Action item
Copy the data. Keep every character as given.

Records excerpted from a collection
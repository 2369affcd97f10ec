//! HTTP client for the flaggate API

use log::debug;
use reqwest::{Method, RequestBuilder, Response, StatusCode};
use serde::de::DeserializeOwned;
use serde::{Deserialize, Serialize};
use serde_json::Value;
use url::Url;

use crate::auth::TokenPair;
use crate::constants::{API_PREFIX, API_VERSION};
use crate::error::{AuthFailure, FlagGateError, Result, StoreError};
use crate::flags::Flag;
use crate::rpc::messages::{
    ActivateRequest, CreateUserRequest, FlagRequest, LoginRequest, RefreshRequest,
    UpdateUserRequest,
};
use crate::users::{ProvisionedUser, RolesView, UserView};

#[derive(Debug, Deserialize)]
struct FlagList {
    flags: Vec<Flag>,
}

#[derive(Debug, Deserialize)]
struct UserList {
    users: Vec<UserView>,
}

#[derive(Debug, Deserialize)]
struct ErrorBody {
    error: String,
}

/// Thin typed wrapper over the JSON API
#[derive(Debug, Clone)]
pub struct ApiClient {
    http: reqwest::Client,
    base: Url,
}

impl ApiClient {
    pub fn new(base_url: &str) -> Result<Self> {
        let base = Url::parse(base_url)
            .map_err(|e| FlagGateError::Config(format!("invalid server url {}: {}", base_url, e)))?;
        let http = reqwest::Client::builder()
            .user_agent(concat!("featurectl/", env!("CARGO_PKG_VERSION")))
            .build()?;
        Ok(Self { http, base })
    }

    pub fn base_url(&self) -> &Url {
        &self.base
    }

    fn endpoint(&self, segments: &[&str]) -> Result<Url> {
        let mut url = self.base.clone();
        url.path_segments_mut()
            .map_err(|_| FlagGateError::Config(format!("server url {} cannot be a base", self.base)))?
            .pop_if_empty()
            .extend([API_PREFIX, API_VERSION])
            .extend(segments);
        Ok(url)
    }

    fn request(&self, method: Method, segments: &[&str], token: Option<&str>) -> Result<RequestBuilder> {
        let url = self.endpoint(segments)?;
        debug!("{} {}", method, url);
        let mut builder = self.http.request(method, url);
        if let Some(token) = token {
            builder = builder.bearer_auth(token);
        }
        Ok(builder)
    }

    async fn send<T: DeserializeOwned>(builder: RequestBuilder) -> Result<T> {
        let response = check(builder.send().await?).await?;
        Ok(response.json().await?)
    }

    async fn send_json<B: Serialize, T: DeserializeOwned>(builder: RequestBuilder, body: &B) -> Result<T> {
        Self::send(builder.json(body)).await
    }

    pub async fn login(&self, email: &str, password: &str) -> Result<TokenPair> {
        let body = LoginRequest {
            email: email.to_string(),
            password: password.to_string(),
        };
        Self::send_json(self.request(Method::POST, &["auth", "login"], None)?, &body).await
    }

    pub async fn refresh(&self, refresh_token: &str) -> Result<TokenPair> {
        let body = RefreshRequest {
            refresh_token: refresh_token.to_string(),
        };
        Self::send_json(self.request(Method::POST, &["auth", "refresh"], None)?, &body).await
    }

    pub async fn activate(&self, email: &str, password: &str, new_password: &str) -> Result<TokenPair> {
        let body = ActivateRequest {
            email: email.to_string(),
            password: password.to_string(),
            new_password: new_password.to_string(),
        };
        Self::send_json(self.request(Method::POST, &["auth", "activate"], None)?, &body).await
    }

    pub async fn me(&self, token: &str) -> Result<UserView> {
        Self::send(self.request(Method::GET, &["me"], Some(token))?).await
    }

    pub async fn me_roles(&self, token: &str) -> Result<RolesView> {
        Self::send(self.request(Method::GET, &["me", "roles"], Some(token))?).await
    }

    pub async fn list_flags(&self, token: &str) -> Result<Vec<Flag>> {
        let list: FlagList = Self::send(self.request(Method::GET, &["flags"], Some(token))?).await?;
        Ok(list.flags)
    }

    pub async fn get_flag(&self, token: &str, id: &str) -> Result<Flag> {
        Self::send(self.request(Method::GET, &["flags", id], Some(token))?).await
    }

    pub async fn create_flag(&self, token: &str, flag: &FlagRequest) -> Result<Flag> {
        Self::send_json(self.request(Method::POST, &["flags"], Some(token))?, flag).await
    }

    pub async fn update_flag(&self, token: &str, id: &str, flag: &FlagRequest) -> Result<Flag> {
        Self::send_json(self.request(Method::PUT, &["flags", id], Some(token))?, flag).await
    }

    pub async fn delete_flag(&self, token: &str, id: &str) -> Result<()> {
        let builder = self.request(Method::DELETE, &["flags", id], Some(token))?;
        check(builder.send().await?).await?;
        Ok(())
    }

    pub async fn list_users(&self, token: &str) -> Result<Vec<UserView>> {
        let list: UserList = Self::send(self.request(Method::GET, &["users"], Some(token))?).await?;
        Ok(list.users)
    }

    pub async fn get_user(&self, token: &str, id: &str) -> Result<UserView> {
        Self::send(self.request(Method::GET, &["users", id], Some(token))?).await
    }

    /// Provisions a user; the response carries the one-time temporary password
    pub async fn create_user(&self, token: &str, user: &CreateUserRequest) -> Result<ProvisionedUser> {
        Self::send_json(self.request(Method::POST, &["users"], Some(token))?, user).await
    }

    pub async fn update_user(&self, token: &str, id: &str, update: &UpdateUserRequest) -> Result<UserView> {
        Self::send_json(self.request(Method::PUT, &["users", id], Some(token))?, update).await
    }

    pub async fn delete_user(&self, token: &str, id: &str) -> Result<()> {
        let builder = self.request(Method::DELETE, &["users", id], Some(token))?;
        check(builder.send().await?).await?;
        Ok(())
    }
}

/// Turns a non-success response into the matching error class
async fn check(response: Response) -> Result<Response> {
    let status = response.status();
    if status.is_success() {
        return Ok(response);
    }

    let body: Option<Value> = response.json().await.ok();
    let message = body
        .and_then(|v| serde_json::from_value::<ErrorBody>(v).ok())
        .map(|b| b.error)
        .unwrap_or_else(|| status.to_string());

    Err(match status {
        StatusCode::BAD_REQUEST => FlagGateError::Validation(message),
        StatusCode::UNAUTHORIZED => AuthFailure::InvalidCredential.into(),
        StatusCode::FORBIDDEN => FlagGateError::Authorization(message),
        StatusCode::NOT_FOUND => FlagGateError::NotFound(message),
        StatusCode::GATEWAY_TIMEOUT => StoreError::Timeout.into(),
        StatusCode::SERVICE_UNAVAILABLE => StoreError::Unavailable(message).into(),
        _ => FlagGateError::Transport(format!("server returned {}: {}", status, message)),
    })
}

Written answer
repository 2369affcd97f10ec
//! HTTP client for the flaggate API

use log::debug;
use reqwest::{Method, RequestBuilder, Response, StatusCode};
use serde::de::DeserializeOwned;
use serde::{Deserialize, Serialize};
use serde_json::Value;
use url::Url;

use crate::auth::TokenPair;
use crate::constants::{API_PREFIX, API_VERSION};
use crate::error::{AuthFailure, FlagGateError, Result, StoreError};
use crate::flags::Flag;
use crate::rpc::messages::{
    ActivateRequest, CreateUserRequest, FlagRequest, LoginRequest, RefreshRequest,
    UpdateUserRequest,
};
use crate::users::{ProvisionedUser, RolesView, UserView};

#[derive(Debug, Deserialize)]
struct FlagList {
    flags: Vec<Flag>,
}

#[derive(Debug, Deserialize)]
struct UserList {
    users: Vec<UserView>,
}

#[derive(Debug, Deserialize)]
struct ErrorBody {
    error: String,
}

/// Thin typed wrapper over the JSON API
#[derive(Debug, Clone)]
pub struct ApiClient {
    http: reqwest::Client,
    base: Url,
}

impl ApiClient {
    pub fn new(base_url: &str) -> Result<Self> {
        let base = Url::parse(base_url)
            .map_err(|e| FlagGateError::Config(format!("invalid server url {}: {}", base_url, e)))?;
        let http = reqwest::Client::builder()
            .user_agent(concat!("featurectl/", env!("CARGO_PKG_VERSION")))
            .build()?;
        Ok(Self { http, base })
    }

    pub fn base_url(&self) -> &Url {
        &self.base
    }

    fn endpoint(&self, segments: &[&str]) -> Result<Url> {
        let mut url = self.base.clone();
        url.path_segments_mut()
            .map_err(|_| FlagGateError::Config(format!("server url {} cannot be a base", self.base)))?
            .pop_if_empty()
            .extend([API_PREFIX, API_VERSION])
            .extend(segments);
        Ok(url)
    }

    fn request(&self, method: Method, segments: &[&str], token: Option<&str>) -> Result<RequestBuilder> {
        let url = self.endpoint(segments)?;
        debug!("{} {}", method, url);
        let mut builder = self.http.request(method, url);
        if let Some(token) = token {
            builder = builder.bearer_auth(token);
        }
        Ok(builder)
    }

    async fn send<T: DeserializeOwned>(builder: RequestBuilder) -> Result<T> {
        let response = check(builder.send().await?).await?;
        Ok(response.json().await?)
    }

    async fn send_json<B: Serialize, T: DeserializeOwned>(builder: RequestBuilder, body: &B) -> Result<T> {
        Self::send(builder.json(body)).await
    }

    pub async fn login(&self, email: &str, password: &str) -> Result<TokenPair> {
        let body = LoginRequest {
            email: email.to_string(),
            password: password.to_string(),
        };
        Self::send_json(self.request(Method::POST, &["auth", "login"], None)?, &body).await
    }

    pub async fn refresh(&self, refresh_token: &str) -> Result<TokenPair> {
        let body = RefreshRequest {
            refresh_token: refresh_token.to_string(),
        };
        Self::send_json(self.request(Method::POST, &["auth", "refresh"], None)?, &body).await
    }

    pub async fn activate(&self, email: &str, password: &str, new_password: &str) -> Result<TokenPair> {
        let body = ActivateRequest {
            email: email.to_string(),
            password: password.to_string(),
            new_password: new_password.to_string(),
        };
        Self::send_json(self.request(Method::POST, &["auth", "activate"], None)?, &body).await
    }

    pub async fn me(&self, token: &str) -> Result<UserView> {
        Self::send(self.request(Method::GET, &["me"], Some(token))?).await
    }

    pub async fn me_roles(&self, token: &str) -> Result<RolesView> {
        Self::send(self.request(Method::GET, &["me", "roles"], Some(token))?).await
    }

    pub async fn list_flags(&self, token: &str) -> Result<Vec<Flag>> {
        let list: FlagList = Self::send(self.request(Method::GET, &["flags"], Some(token))?).await?;
        Ok(list.flags)
    }

    pub async fn get_flag(&self, token: &str, id: &str) -> Result<Flag> {
        Self::send(self.request(Method::GET, &["flags", id], Some(token))?).await
    }

    pub async fn create_flag(&self, token: &str, flag: &FlagRequest) -> Result<Flag> {
        Self::send_json(self.request(Method::POST, &["flags"], Some(token))?, flag).await
    }

    pub async fn update_flag(&self, token: &str, id: &str, flag: &FlagRequest) -> Result<Flag> {
        Self::send_json(self.request(Method::PUT, &["flags", id], Some(token))?, flag).await
    }

    pub async fn delete_flag(&self, token: &str, id: &str) -> Result<()> {
        let builder = self.request(Method::DELETE, &["flags", id], Some(token))?;
        check(builder.send().await?).await?;
        Ok(())
    }

    pub async fn list_users(&self, token: &str) -> Result<Vec<UserView>> {
        let list: UserList = Self::send(self.request(Method::GET, &["users"], Some(token))?).await?;
        Ok(list.users)
    }

    pub async fn get_user(&self, token: &str, id: &str) -> Result<UserView> {
        Self::send(self.request(Method::GET, &["users", id], Some(token))?).await
    }

    /// Provisions a user; the response carries the one-time temporary password
    pub async fn create_user(&self, token: &str, user: &CreateUserRequest) -> Result<ProvisionedUser> {
        Self::send_json(self.request(Method::POST, &["users"], Some(token))?, user).await
    }

    pub async fn update_user(&self, token: &str, id: &str, update: &UpdateUserRequest) -> Result<UserView> {
        Self::send_json(self.request(Method::PUT, &["users", id], Some(token))?, update).await
    }

    pub async fn delete_user(&self, token: &str, id: &str) -> Result<()> {
        let builder = self.request(Method::DELETE, &["users", id], Some(token))?;
        check(builder.send().await?).await?;
        Ok(())
    }
}

/// Turns a non-success response into the matching error class
async fn check(response: Response) -> Result<Response> {
    let status = response.status();
    if status.is_success() {
        return Ok(response);
    }

    let body: Option<Value> = response.json().await.ok();
    let message = body
        .and_then(|v| serde_json::from_value::<ErrorBody>(v).ok())
        .map(|b| b.error)
        .unwrap_or_else(|| status.to_string());

    Err(match status {
        StatusCode::BAD_REQUEST => FlagGateError::Validation(message),
        StatusCode::UNAUTHORIZED => AuthFailure::InvalidCredential.into(),
        StatusCode::FORBIDDEN => FlagGateError::Authorization(message),
        StatusCode::NOT_FOUND => FlagGateError::NotFound(message),
        StatusCode::GATEWAY_TIMEOUT => StoreError::Timeout.into(),
        StatusCode::SERVICE_UNAVAILABLE => StoreError::Unavailable(message).into(),
        _ => FlagGateError::Transport(format!("server returned {}: {}", status, message)),
    })
}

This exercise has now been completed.